1.基于辅因子代谢工程策略提高蛹虫草菌虫草素产量的基因改造，其特征在于，过表达葡萄糖‑6‑磷酸脱氢酶编码基因gsdA或6‑磷酸葡萄糖酸脱氢酶编码基因gndA，强化NADPH的供应以提高虫草素产量，基因gsdA及gndA来源于蛹虫草菌，基因gsdA具有如SEQ ID NO.3所示序列，基因gndA具有如SEQ IDNO.4所示序列。

2.一种基于辅因子代谢工程策略改造蛹虫草菌提高虫草素产量的方法，其特征在于：

通过基因工程的手段将目的基因gsdA或gndA导入蛹虫草菌中构建基因过表达的蛹虫草重组菌株。

3.根据权利要求2所述的方法，其特征在于，运用根癌农杆菌介导转化技术将过表达葡萄糖‑6‑磷酸脱氢酶编码基因gsdA或6‑磷酸葡萄糖酸脱氢酶编码基因gndA的重组质粒导入蛹虫草中，构建蛹虫草重组菌株。

4.根据权利要求2所述的方法，其特征在于，蛹虫草重组菌株构建方法如下：

S1.提取蛹虫草Cordyceps militaris的mRNA，逆转录制备cDNA，以cDNA为模板克隆gsdA或gndA基因；

S2.将目的基因gsdA或gndA与线性化载体pDHt‑SK‑BenA连接后，转入大肠杆菌感受态细胞中，经PCR扩增、酶切、基因测序等验证筛选转化子，获得含重组载体pDHt‑SK‑BenA‑gsdA/gndA的大肠杆菌；

S3.液体培养S2得到的含重组载体的大肠杆菌，提取质粒，将所述重组载体转入根癌农杆菌AGL‑1感受态细胞中，利用含50‑100μg/mL羧苄青霉素及50‑100μg/mL卡那霉素的YEB固体培养基进行培养并筛选转化子，经PCR扩增、酶切等验证后，获得含重组载体pDHt‑SK‑BenA‑gsdA/gndA的根癌农杆菌；

S4.将步骤S3得到的含重组载体pDHt‑SK‑BenA‑gsdA/gndA的根癌农杆菌在IM液体培养基中诱导培养后，与蛹虫草菌孢子悬液在IM固体培养基上共培养，同时覆盖含头孢噻肟和苯菌灵的M‑100固体培养基，筛选蛹虫草转化子并进一步在含头孢噻肟和苯菌灵的M‑100固体培养基上进行二次筛选，经PCR扩增、基因测序等验证，得到过表达葡萄糖‑6‑磷酸脱氢酶编码基因gsdA或6‑磷酸葡萄糖酸脱氢酶编码基因gndA的蛹虫草重组菌株。

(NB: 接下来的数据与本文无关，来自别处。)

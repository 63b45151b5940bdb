use cw_database::models::MacroAverages;
use cw_database::StagingStore;
use tracing::info;

use crate::{CycleContext, EtlResult};

/// Most recent macro rows returned per cycle
pub const CORRELATION_ROW_LIMIT: i64 = 10;

/// Daily gold, interest-rate and stock mid prices over the correlation window
pub fn extract_correlations(
  store: &mut dyn StagingStore,
  ctx: &CycleContext,
) -> EtlResult<Vec<MacroAverages>> {
  let (from, to) = ctx.correlation_range()?;
  let rows = store.macro_averages(from, to, CORRELATION_ROW_LIMIT)?;
  if rows.is_empty() {
    info!("No macro data between {} and {}", from, to);
  }
  Ok(rows)
}

#[cfg(test)]
mod tests {
  use super::*;
  use crate::test_support::{context, MockStaging};
  use chrono::NaiveDate;

  #[test]
  fn test_window_and_limit_are_passed_through() {
    let ctx = context();
    let ts = ctx.now;
    let mut store = MockStaging::new();
    store.expect_macro_averages().times(1).returning(move |from, to, limit| {
      assert_eq!(from, NaiveDate::from_ymd_opt(2024, 11, 16).unwrap());
      assert_eq!(to, NaiveDate::from_ymd_opt(2024, 11, 20).unwrap());
      assert_eq!(limit, 10);
      Ok(vec![MacroAverages {
        ts,
        gold_price: Some(2650.5),
        interest_rate: None,
        stocks_price: Some(5900.0),
      }])
    });

    let rows = extract_correlations(&mut store, &ctx).unwrap();
    assert_eq!(rows.len(), 1);
    assert_eq!(rows[0].interest_rate, None);
  }
}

5.根据权利要求2所述的方法，其特征在于，目的基因gsdA/gndA为通过PCR技术以蛹虫草cDNA为模板扩增得到，PCR扩增所用引物对为gsdA‑F：5’‑ATGATGCACAAGACCATTAAGAACA‑

3’；gsdA‑R：5’‑TTACAGCTTGTTGCTAGAGTTGTTGT‑3’；gndA‑F：5’‑ATGTCTGGTCCTGTTGCTCGA‑

3’；gndA‑R：5’‑TTAAGCCTGGTAGGTAGAGGCAG‑3’。

6.根据权利要求2所述的方法，其特征在于，线性化载体为含有苯菌灵抗性基因BenA的表达载体pDHt‑SK‑BenA，BenA基因序列如SEQ ID NO.5所示。

7.权利要求2所述方法构建的蛹虫草重组菌株在液体深层发酵体系积累虫草素的应用。

8.根据权利要求7所述的应用，其特征在于，蛹虫草重组菌株是在合成培养基中开展液体深层发酵积累虫草素，所述合成培养基包括葡萄糖、无机盐、氨基酸和维生素B1。

9.根据权利要求8所述的应用，其特征在于，合成培养基具体包括：20‑50g/L葡萄糖、5‑

10g/L硫酸铵、0.5‑1g/L磷酸氢二钾、0.5‑1g/L磷酸二氢钾、0.5‑10g/L硫酸镁、0.5‑15g/L硫酸锌、5‑10g/L甘氨酸、0.5‑1g/L天门冬氨酸、0.5‑2g/L谷氨酰胺、0.1‑0.5g/L酪氨酸、0.05‑

0.2g/L半胱氨酸、0.5‑1g/L亮氨酸、0.5‑2g/L赖氨酸、0.05‑0.5g/L苯丙氨酸、0.1‑1g/L维生素B1。